High-Energy Pelvic Ring Injury: A Comprehensive Case Study of APC III with Vertical Shear

Key Takeaway
An APC III pelvic ring injury is an unstable, high-energy trauma with complete pubic symphysis and posterior sacroiliac complex disruption, often with vertical shear. Diagnosis involves clinical assessment for instability, initial AP, Inlet, Outlet radiographs, and CT scans to define specific fracture patterns like sacral involvement and displacement, especially in hemodynamically unstable cases.
A 38-year-old male is brought to your trauma unit following a high-energy MVC. He is hypotensive and tachycardic. On the primary survey, you suspect an unstable pelvic ring injury. Based on the radiographic imaging provided, describe your findings and the immediate priorities for management.

Candidate: The X-ray shows a symphyseal diastasis and right sacroiliac joint disruption with cephalad migration. I would classify this as a Young-Burgess APC III injury with a vertical shear component. My priorities are to stabilize the pelvis with a binder, resuscitate the patient according to ATLS protocols, and obtain urgent CT imaging to assess for arterial bleeding and associated visceral injuries.
Candidates often fail to explicitly mention the "Damage Control" mindset. A poor answer focuses solely on the fracture pattern without discussing the patient's physiological status (hemodynamics). Missing the "open pelvic fracture" implications or failing to mention that you must STOP mechanical testing once the injury is recognized is a major error in an FRCS-level exam.
A high-scoring answer follows a structured approach: 1. Assessment: "This is a hemodynamically unstable patient with a combined mechanism injury (APC III + Vertical Shear)." 2. Immediate Action: Confirm correct application of the pelvic binder (over the greater trochanters, not the iliac crests). 3. Physiology: Acknowledge that the pelvic binder is a temporary resuscitative tool to reduce pelvic volume. 4. Urgency: Highlight the need for a multidisciplinary approach (Interventional Radiology for embolization vs. surgical packing) and immediately mandate a rectal/urethral assessment to rule out an open pelvic fracture, which is an orthopaedic emergency.
You mentioned the possibility of an open pelvic fracture. What are the clinical indicators for this, and why does this change your surgical management plan so dramatically?
Candidate: Indicators include blood at the urethral meatus, a high-riding prostate, or blood on rectal examination. It changes management because these patients require fecal diversion (colostomy) and aggressive surgical debridement of the pelvic space to prevent catastrophic pelvic sepsis, which has a very high mortality rate.
Forgetting that "open" doesn't just mean a skin wound—it means communication between the pelvic fracture site and the outside environment (rectum, vagina, or perineum). Candidates often fail to mention the need for general surgery input or that antibiotics and tetanus prophylaxis must be prioritized.
The candidate must define the "open" pelvic fracture as a communication between the pelvic space and a contaminated body cavity.

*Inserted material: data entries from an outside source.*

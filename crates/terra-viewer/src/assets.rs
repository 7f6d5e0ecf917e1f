//! Background texture decoding.
//!
//! Every image is decoded on the rayon pool and handed back over a channel.
//! The frame loop drains the channel without blocking, so the globe renders
//! against placeholders until (or unless) the real images arrive.

use crossbeam_channel::{Receiver, Sender};
use image::RgbaImage;
use std::path::{Path, PathBuf};
use thiserror::Error;

/// The images the globe samples.
#[derive(Debug, Clone, Copy, PartialEq, Eq, Hash)]
pub enum AssetKind {
    /// Round star sprite.
    StarSprite,
    /// Blended in under the cursor.
    Highlight,
    SurfaceColor,
    /// Grayscale height; red channel drives the displacement.
    Elevation,
    /// Grayscale, bright over water; red channel becomes transparency.
    OceanMask,
}

impl AssetKind {
    pub const ALL: [AssetKind; 5] = [
        AssetKind::StarSprite,
        AssetKind::Highlight,
        AssetKind::SurfaceColor,
        AssetKind::Elevation,
        AssetKind::OceanMask,
    ];

    pub fn file_name(self) -> &'static str {
        match self {
            AssetKind::StarSprite => "circle.png",
            AssetKind::Highlight => "04_rainbow1k.jpg",
            AssetKind::SurfaceColor => "00_earthmap1k.jpg",
            AssetKind::Elevation => "01_earthbump1k.jpg",
            AssetKind::OceanMask => "02_earthspec1k.jpg",
        }
    }

    /// Color images are stored sRGB-encoded; data maps are read raw.
    pub fn is_color(self) -> bool {
        matches!(
            self,
            AssetKind::StarSprite | AssetKind::Highlight | AssetKind::SurfaceColor
        )
    }

    #[inline]
    pub fn index(self) -> usize {
        self as usize
    }
}

#[derive(Debug, Error)]
pub enum AssetError {
    #[error("failed to load {}: {source}", path.display())]
    Decode {
        path: PathBuf,
        #[source]
        source: image::ImageError,
    },

    #[error("{} is empty", path.display())]
    Empty { path: PathBuf },

    #[error("{} is {width}x{height}, larger than the device limit of {limit}", path.display())]
    TooLarge {
        path: PathBuf,
        width: u32,
        height: u32,
        limit: u32,
    },
}

pub struct LoadedAsset {
    pub kind: AssetKind,
    pub path: PathBuf,
    pub result: Result<RgbaImage, AssetError>,
}

/// Decodes one image file to 8-bit RGBA.
pub fn load_rgba(path: &Path) -> Result<RgbaImage, AssetError> {
    let img = image::open(path)
        .map_err(|source| AssetError::Decode {
            path: path.to_path_buf(),
            source,
        })?
        .to_rgba8();

    if img.width() == 0 || img.height() == 0 {
        return Err(AssetError::Empty {
            path: path.to_path_buf(),
        });
    }
    Ok(img)
}

/// Rejects images the device cannot hold as a single 2D texture.
pub fn check_texture_size(path: &Path, image: &RgbaImage, limit: u32) -> Result<(), AssetError> {
    let (width, height) = image.dimensions();
    if width > limit || height > limit {
        return Err(AssetError::TooLarge {
            path: path.to_path_buf(),
            width,
            height,
            limit,
        });
    }
    Ok(())
}

/// Tracks the in-flight decodes started by [`AssetLoader::spawn`].
pub struct AssetLoader {
    rx: Receiver<LoadedAsset>,
    pending: usize,
}

impl AssetLoader {
    /// Starts decoding every [`AssetKind`] found under `dir`.
    pub fn spawn(dir: &Path) -> Self {
        let (tx, rx) = crossbeam_channel::unbounded();
        for kind in AssetKind::ALL {
            spawn_decode(kind, dir.join(kind.file_name()), tx.clone());
        }
        log::info!("Loading {} textures from '{}'", AssetKind::ALL.len(), dir.display());

        Self {
            rx,
            pending: AssetKind::ALL.len(),
        }
    }

    /// Number of images not yet received.
    #[inline]
    pub fn pending(&self) -> usize {
        self.pending
    }

    /// Everything that finished since the last call. Never blocks.
    pub fn poll(&mut self) -> Vec<LoadedAsset> {
        if self.pending == 0 {
            return Vec::new();
        }
        let done: Vec<LoadedAsset> = self.rx.try_iter().collect();
        self.pending = self.pending.saturating_sub(done.len());
        done
    }
}

fn spawn_decode(kind: AssetKind, path: PathBuf, tx: Sender<LoadedAsset>) {
    rayon::spawn(move || {
        let result = load_rgba(&path);
        // The receiver is gone only when the app is shutting down.
        let _ = tx.send(LoadedAsset { kind, path, result });
    });
}
use crate::{
    assets::{AssetKind, AssetLoader},
    config::Config,
    input::InputController,
    renderer::Renderer,
    ui::{Hud, HudStats},
};
use anyhow::Result;
use rand::{rngs::StdRng, SeedableRng};
use std::sync::Arc;
use std::time::Instant;
use terra::{
    geometry::point_cloud, FrameDriver, FrameScheduler, FrameSink, GlobeScene, SphereMesh,
    StarFieldGenerator,
};
use winit::{event::WindowEvent, window::Window};

pub struct App {
    pub renderer: Renderer,
    pub scene: GlobeScene,
    pub driver: FrameDriver,
    pub input: InputController,
    pub hud: Hud,
    assets: AssetLoader,
}

impl App {
    pub async fn new(window: Arc<Window>, config: &Config) -> Result<Self> {
        let started = Instant::now();

        let scaffold = SphereMesh::icosphere(config.scaffold_detail);
        let points = point_cloud(config.point_detail);

        let mut rng = match config.star_seed {
            Some(seed) => StdRng::seed_from_u64(seed),
            None => StdRng::from_entropy(),
        };
        let stars = StarFieldGenerator::new(config.star_params()).generate(&mut rng);

        log::info!(
            "Globe: {} scaffold triangles (detail {}), {} terrain points (detail {}), {} stars, built in {:.0?}",
            scaffold.triangle_count(),
            config.scaffold_detail,
            points.len(),
            config.point_detail,
            stars.len(),
            started.elapsed()
        );

        let renderer = Renderer::new(window.clone(), &scaffold, &points, &stars).await?;
        let size = renderer.gfx.size;

        let scene = GlobeScene::new(scaffold, size.width, size.height);
        let hud = Hud::new(&window, config.hud);
        let assets = AssetLoader::spawn(&config.assets_dir);

        Ok(Self {
            renderer,
            scene,
            driver: FrameDriver::new(config.rotation_step),
            input: InputController::new(),
            hud,
            assets,
        })
    }

    pub fn resize(&mut self, new_size: winit::dpi::PhysicalSize<u32>) {
        if new_size.width > 0 && new_size.height > 0 {
            self.renderer.resize(new_size);
            self.scene.resize(new_size.width, new_size.height);
        }
    }

    /// Returns true when the overlay consumed the event.
    pub fn handle_event(&mut self, window: &Window, event: &WindowEvent) -> bool {
        if self.hud.on_window_event(window, event) {
            return true;
        }

        if let WindowEvent::Resized(physical_size) = event {
            self.resize(*physical_size);
        }

        self.input.handle_event(event, &mut self.scene);
        false
    }

    /// One display refresh.
    pub fn frame(&mut self, window: &Window) -> Result<(), wgpu::SurfaceError> {
        self.upload_finished_textures();

        let mut presenter = Presenter {
            renderer: &mut self.renderer,
            hud: &mut self.hud,
            window,
            frames: self.driver.frames(),
        };
        let mut scheduler = RedrawScheduler { window };

        self.driver
            .tick(&mut self.scene, &mut presenter, &mut scheduler)
    }

    fn upload_finished_textures(&mut self) {
        for asset in self.assets.poll() {
            let uploaded = asset.result.and_then(|image| {
                self.renderer.textures.replace(
                    &self.renderer.gfx.device,
                    &self.renderer.gfx.queue,
                    asset.kind,
                    &asset.path,
                    &image,
                )
            });
            if let Err(e) = uploaded {
                log::warn!("{e}; keeping the placeholder");
            }
        }
    }
}

/// Renders the scene and the overlay to the window surface.
struct Presenter<'a> {
    renderer: &'a mut Renderer,
    hud: &'a mut Hud,
    window: &'a Window,
    frames: u64,
}

impl FrameSink for Presenter<'_> {
    type Error = wgpu::SurfaceError;

    fn submit(&mut self, scene: &GlobeScene) -> Result<(), Self::Error> {
        let stats = HudStats {
            frames: self.frames,
            rotation: scene.rotation,
            pointer: scene.interaction.pointer(),
            surface_uv: scene.interaction.surface_uv(),
            textures_ready: self.renderer.textures.loaded_count(),
            textures_total: AssetKind::ALL.len(),
            points: self.renderer.terrain.instance_count(),
            stars: self.renderer.stars.instance_count(),
        };
        let hud = self.hud.run(self.window, &stats);
        self.renderer.render(scene, hud.as_ref())
    }
}

/// Ties the next frame to the window's next redraw.
pub struct RedrawScheduler<'a> {
    window: &'a Window,
}

impl FrameScheduler for RedrawScheduler<'_> {
    fn request_next_frame(&mut self) {
        self.window.request_redraw();
    }
}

Key management steps: 1. Multidisciplinary: General Surgery for colostomy; Urology for urethral injury management. 2. Orthopaedic: Early debridement is mandatory. 3. Prognosis: Acknowledge that this carries a significantly higher risk of osteomyelitis and systemic sepsis, moving the case from a standard trauma to an urgent, potentially life-saving surgical intervention.

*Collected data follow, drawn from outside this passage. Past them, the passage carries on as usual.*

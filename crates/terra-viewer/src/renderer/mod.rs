//! Owns the GPU context, the depth target and every pipeline, and records one
//! frame: scaffold, terrain, stars, then the optional HUD.

pub mod context;
pub mod pipelines;
pub mod targets;
pub mod textures;

use self::{
    context::GfxContext,
    pipelines::{
        scaffold::{ScaffoldPipeline, ScaffoldUniforms},
        starfield::{StarFieldPipeline, StarUniforms},
        terrain::TerrainPipeline,
    },
    targets::{DepthTarget, DEPTH_FORMAT},
    textures::GlobeTextures,
};
use crate::ui::HudFrame;
use std::sync::Arc;
use terra::{GlobeScene, PointSample, SphereMesh, StarSample};
use winit::window::Window;

const CLEAR: wgpu::Color = wgpu::Color {
    r: 0.0,
    g: 0.0,
    b: 0.0,
    a: 1.0,
};

pub struct Renderer {
    pub gfx: GfxContext,
    pub depth: DepthTarget,
    pub textures: GlobeTextures,
    pub scaffold: ScaffoldPipeline,
    pub terrain: TerrainPipeline,
    pub stars: StarFieldPipeline,
    pub egui_renderer: egui_wgpu::Renderer,
}

impl Renderer {
    pub async fn new(
        window: Arc<Window>,
        scaffold: &SphereMesh,
        points: &[PointSample],
        stars: &[StarSample],
    ) -> anyhow::Result<Self> {
        let gfx = GfxContext::new(window).await?;
        let color_fmt = gfx.format();

        let depth = DepthTarget::new(&gfx.device, gfx.size);
        let textures = GlobeTextures::new(&gfx.device, &gfx.queue);

        let scaffold = ScaffoldPipeline::new(&gfx.device, color_fmt, DEPTH_FORMAT, scaffold);
        let terrain = TerrainPipeline::new(&gfx.device, color_fmt, DEPTH_FORMAT, points, &textures);
        let stars = StarFieldPipeline::new(&gfx.device, color_fmt, DEPTH_FORMAT, stars, &textures);

        let egui_renderer = egui_wgpu::Renderer::new(&gfx.device, color_fmt, None, 1);

        Ok(Self {
            gfx,
            depth,
            textures,
            scaffold,
            terrain,
            stars,
            egui_renderer,
        })
    }

    pub fn resize(&mut self, new_size: winit::dpi::PhysicalSize<u32>) {
        if new_size.width > 0 && new_size.height > 0 {
            self.gfx.resize(new_size);
            self.depth.resize(&self.gfx.device, new_size);
        }
    }

    /// Draws `scene` to the next swapchain image and presents it.
    pub fn render(
        &mut self,
        scene: &GlobeScene,
        hud: Option<&HudFrame>,
    ) -> Result<(), wgpu::SurfaceError> {
        let frame = self.gfx.surface.get_current_texture()?;
        let swap_view = frame
            .texture
            .create_view(&wgpu::TextureViewDescriptor::default());

        let model = scene.model();
        self.scaffold.prepare(
            &self.gfx.queue,
            &ScaffoldUniforms::new(scene.camera.view_proj(), model),
        );
        self.terrain.prepare(
            &self.gfx.device,
            &self.gfx.queue,
            &scene.terrain_uniforms().to_std140(),
            &self.textures,
        );
        self.stars.prepare(
            &self.gfx.device,
            &self.gfx.queue,
            &StarUniforms::new(&scene.camera, scene.viewport),
            &self.textures,
        );

        let mut encoder = self
            .gfx
            .device
            .create_command_encoder(&wgpu::CommandEncoderDescriptor {
                label: Some("Frame Encoder"),
            });

        {
            let mut pass = encoder.begin_render_pass(&wgpu::RenderPassDescriptor {
                label: Some("Globe Pass"),
                color_attachments: &[Some(wgpu::RenderPassColorAttachment {
                    view: &swap_view,
                    resolve_target: None,
                    ops: wgpu::Operations {
                        load: wgpu::LoadOp::Clear(CLEAR),
                        store: wgpu::StoreOp::Store,
                    },
                })],
                depth_stencil_attachment: Some(wgpu::RenderPassDepthStencilAttachment {
                    view: &self.depth.view,
                    depth_ops: Some(wgpu::Operations {
                        load: wgpu::LoadOp::Clear(1.0),
                        store: wgpu::StoreOp::Store,
                    }),
                    stencil_ops: None,
                }),
                timestamp_writes: None,
                occlusion_query_set: None,
            });

            self.scaffold.draw(&mut pass);
            self.terrain.draw(&mut pass);
            self.stars.draw(&mut pass);
        }

        if let Some(hud) = hud {
            self.draw_hud(&mut encoder, &swap_view, hud);
        }

        self.gfx.queue.submit(std::iter::once(encoder.finish()));
        frame.present();
        Ok(())
    }

    fn draw_hud(
        &mut self,
        encoder: &mut wgpu::CommandEncoder,
        swap_view: &wgpu::TextureView,
        hud: &HudFrame,
    ) {
        let screen_descriptor = egui_wgpu::ScreenDescriptor {
            size_in_pixels: [self.gfx.config.width, self.gfx.config.height],
            pixels_per_point: hud.pixels_per_point,
        };

        for (id, delta) in &hud.textures_delta.set {
            self.egui_renderer
                .update_texture(&self.gfx.device, &self.gfx.queue, *id, delta);
        }

        self.egui_renderer.update_buffers(
            &self.gfx.device,
            &self.gfx.queue,
            encoder,
            &hud.shapes,
            &screen_descriptor,
        );

        {
            let mut pass = encoder.begin_render_pass(&wgpu::RenderPassDescriptor {
                label: Some("HUD Pass"),
                color_attachments: &[Some(wgpu::RenderPassColorAttachment {
                    view: swap_view,
                    resolve_target: None,
                    ops: wgpu::Operations {
                        load: wgpu::LoadOp::Load,
                        store: wgpu::StoreOp::Store,
                    },
                })],
                depth_stencil_attachment: None,
                timestamp_writes: None,
                occlusion_query_set: None,
            });

            self.egui_renderer
                .render(&mut pass, &hud.shapes, &screen_descriptor);
        }

        for id in &hud.textures_delta.free {
            self.egui_renderer.free_texture(id);
        }
    }
}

Regarding definitive fixation of the posterior pelvic ring in this patient, given the vertical shear component and the comminution, what is your preferred construct and why?
Candidate: I would use trans-iliac trans-sacral (TITS) screw fixation. The fully threaded screws engage the dense bone of the contralateral ilium, which provides superior biomechanical stability against vertical shear forces compared to unilateral iliosacral screws.
Suggesting a single iliosacral screw. The examiner is looking for the recognition that standard unilateral screws are insufficient for vertical shear. Failing to mention the specific advantage of the fully threaded screw and the contralateral purchase is a technical oversight.
Structure your answer around the biomechanical necessity: 1. Anatomy: Mention the vertical instability and the potential for late displacement. 2. Construct: Advocate for TITS (Trans-iliac Trans-sacral) screws. 3. Rationale: Explain that these screws act as "internal splints," creating a tension band effect that resists vertical shear, noting that fully threaded screws are critical here to provide stable purchase in the dense bone of both ilia.